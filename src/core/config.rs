//! Run configuration
//!
//! Built once from the command line. The stop-word location is also
//! published as process-wide host state: plugins and the dispatcher's
//! stop-word manager take no configuration argument, so they read it here.

use once_cell::sync::OnceCell;
use std::path::{Path, PathBuf};

use crate::core::paths::DEFAULT_STOP_WORDS_PATH;
use crate::core::render::RenderConfig;

static STOP_WORDS_PATH: OnceCell<PathBuf> = OnceCell::new();

/// Settings shared by every command
#[derive(Debug, Clone)]
pub struct Config {
    /// Comma-separated stop-word list
    pub stop_words: PathBuf,

    /// How reports are rendered
    pub render: RenderConfig,
}

impl Default for Config {
    fn default() -> Self {
        Self {
            stop_words: PathBuf::from(DEFAULT_STOP_WORDS_PATH),
            render: RenderConfig::default(),
        }
    }
}

impl Config {
    /// Make this config's stop-word path visible to code that cannot take a
    /// config argument. Only the first call in a process has any effect.
    pub fn publish(&self) {
        if STOP_WORDS_PATH.set(self.stop_words.clone()).is_err() {
            tracing::debug!("stop-word path already published");
        }
    }
}

/// The published stop-word path, or the default relative location
pub fn stop_words_path() -> &'static Path {
    STOP_WORDS_PATH
        .get()
        .map(PathBuf::as_path)
        .unwrap_or_else(|| Path::new(DEFAULT_STOP_WORDS_PATH))
}

#[cfg(test)]
mod tests {
    use super::*;

    #[test]
    fn test_default_config() {
        let config = Config::default();
        assert_eq!(config.stop_words, PathBuf::from("../stop_words.txt"));
        assert_eq!(config.render.top, 25);
    }

    #[test]
    fn test_stop_words_path_falls_back_to_default() {
        // Unit tests never publish, so the default is always visible here
        assert_eq!(stop_words_path(), Path::new(DEFAULT_STOP_WORDS_PATH));
    }
}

**Problem description**
Each entry above must be repeated exactly, with nothing dropped.

**Written response**
filename src/core/config.rs
//! Run configuration
//!
//! Built once from the command line. The stop-word location is also
//! published as process-wide host state: plugins and the dispatcher's
//! stop-word manager take no configuration argument, so they read it here.

use once_cell::sync::OnceCell;
use std::path::{Path, PathBuf};

use crate::core::paths::DEFAULT_STOP_WORDS_PATH;
use crate::core::render::RenderConfig;

static STOP_WORDS_PATH: OnceCell<PathBuf> = OnceCell::new();

/// Settings shared by every command
#[derive(Debug, Clone)]
pub struct Config {
    /// Comma-separated stop-word list
    pub stop_words: PathBuf,

    /// How reports are rendered
    pub render: RenderConfig,
}

impl Default for Config {
    fn default() -> Self {
        Self {
            stop_words: PathBuf::from(DEFAULT_STOP_WORDS_PATH),
            render: RenderConfig::default(),
        }
    }
}

impl Config {
    /// Make this config's stop-word path visible to code that cannot take a
    /// config argument. Only the first call in a process has any effect.
    pub fn publish(&self) {
        if STOP_WORDS_PATH.set(self.stop_words.clone()).is_err() {
            tracing::debug!("stop-word path already published");
        }
    }
}

/// The published stop-word path, or the default relative location
pub fn stop_words_path() -> &'static Path {
    STOP_WORDS_PATH
        .get()
        .map(PathBuf::as_path)
        .unwrap_or_else(|| Path::new(DEFAULT_STOP_WORDS_PATH))
}

#[cfg(test)]
mod tests {
    use super::*;

    #[test]
    fn test_default_config() {
        let config = Config::default();
        assert_eq!(config.stop_words, PathBuf::from("../stop_words.txt"));
        assert_eq!(config.render.top, 25);
    }

    #[test]
    fn test_stop_words_path_falls_back_to_default() {
        // Unit tests never publish, so the default is always visible here
        assert_eq!(stop_words_path(), Path::new(DEFAULT_STOP_WORDS_PATH));
    }
}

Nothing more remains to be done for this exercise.